During the opposition of Mars that occurred in the latter days of the old Queen’s reign, observers saw, through their telescopes, strange sights on the red Planet Mars. First came odd green illuminations, marks on the surface and finally a spurt of green gas ejected into space. Following the last, more jets of gas were seen to erupt from Mars at 24 hourly intervals. The puzzled astronomers had little idea what these strange omens signified. Had they known, much depravation may have been avoided and many lives saved. My friend, the noted astronomer Ogilvy, showed me a Martian eruption at his observatory one clear night and stated categorically that nothing could live on that barren world. How wrong he was. As life went on as always on Earth, huge objects sped toward us at tremendous speed through the deep black void of space.
The first cylinder struck, many days later, at Midnight on Horsell Common in Surrey, not far from my home. Ogilvy was at the site early and by mid morning a large crowd of curious onlookers had gathered. In the afternoon Ogilvy, the Journalist Henderson and Stent, the Astronomer Royal began to direct men in the task of excavating the cylinder. At Sunset, the Cylinder suddenly opened and the crowds moved back, alarmed. Inside the Cylinder the gathered people could see the occupants of this vast conveyance; huge grotesque creatures with writhing tentacles and leathery skin. After much discussion on how to proceed, it was decided to send a deputation to meet these travellers and offer them the hand of friendship. Waving a white flag, Ogilvy, Stent, Henderson and some other hardy souls advanced on the Cylinder. A loud drone emanated from the craft and suddenly, the Deputation were turned to flaming torches by a ray of heat fired by the invaders. The crowd panicked and scattered at this outrage, me amongst them. Soldiers threw a cordon around the Common, whilst, periodically, the Heat-Ray pierced the darkness of the night.
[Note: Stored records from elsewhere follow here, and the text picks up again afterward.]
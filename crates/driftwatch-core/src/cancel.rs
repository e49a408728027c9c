//! Cooperative cancellation built on a `tokio::sync::watch` flag.

use std::sync::Arc;

use tokio::sync::watch;

/// Owner side: flips the flag once.
#[derive(Debug, Clone)]
pub struct CancelHandle {
    tx: Arc<watch::Sender<bool>>,
}

/// Observer side, cloned into every run.
#[derive(Debug, Clone)]
pub struct CancelSignal {
    rx: watch::Receiver<bool>,
}

/// Create a connected handle/signal pair.
pub fn cancel_pair() -> (CancelHandle, CancelSignal) {
    let (tx, rx) = watch::channel(false);
    (CancelHandle { tx: Arc::new(tx) }, CancelSignal { rx })
}

impl CancelHandle {
    pub fn cancel(&self) {
        self.tx.send_replace(true);
    }

    pub fn signal(&self) -> CancelSignal {
        CancelSignal {
            rx: self.tx.subscribe(),
        }
    }
}

impl CancelSignal {
    /// A signal that never fires.
    pub fn never() -> Self {
        cancel_pair().1
    }

    pub fn is_cancelled(&self) -> bool {
        *self.rx.borrow()
    }

    /// Resolves once cancellation is requested. Pending forever if the
    /// handle is dropped without cancelling.
    pub async fn cancelled(&self) {
        let mut rx = self.rx.clone();
        loop {
            if *rx.borrow_and_update() {
                return;
            }
            if rx.changed().await.is_err() {
                std::future::pending::<()>().await;
            }
        }
    }
}

impl Default for CancelSignal {
    fn default() -> Self {
        Self::never()
    }
}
Another Cylinder fell the next day at Byfleet and the Army moved into place to meet it. That same day, the first of the Martians Fighting Machines; great metal tripods, one hundred feet tall and carrying the dreaded Heat-Rays, destroyed the Artillery at Horsell Common. The machine marched on and attacked Woking. I saw my first machines in a storm on the road back to Maybury Hill from Leatherhead, where I had taken my wife to stay with her cousins. The dog-cart I had hired from the Landlord of The Spotted Dog had overturned as the horse reared at sight of the machine and broke it’s neck. I watched in awe as the machines stalked away. In my study, I saw flames rise in the distance and machines busy at unknown tasks. An Artilleryman came to my house and told me how his unit had been wiped out and of the destruction that the machines had wrought on the Common. We decided, at dawn the next day to leave the house; the Artilleryman to report to his unit in London, whilst I would go back to Leatherhead to rejoin my wife. At Shepperton Lock more machines appeared and let loose their terrible weapons. One machine was fallen by a cannon shell, but the others had their terrible revenge. The Artilleryman and I were separated in the confusion; I barely escaping with my life after jumping into the water to escape the Heat-ray. Heavy fighting took place South of London and the Martians machines continued their inexorable march towards London, emitting deafening howls- ‘Ulla!’ As I carried on my journey, a Curate came across me. He was of the mind that these creatures that had set upon us were doing the Lord’s work. Perhaps some terrible holy revenge for all Man’s transgressions. Together, we headed Northwards. Whilst moving on, we saw that the Martians unleashed yet another terrible weapon: the Black Smoke. This was fired from tubes on the machines and loosed toxic gases at anyone, or anything, in its path. When this weapon had done its foul work, the Martians sprayed jets of steam that turned the gas into an inert dust.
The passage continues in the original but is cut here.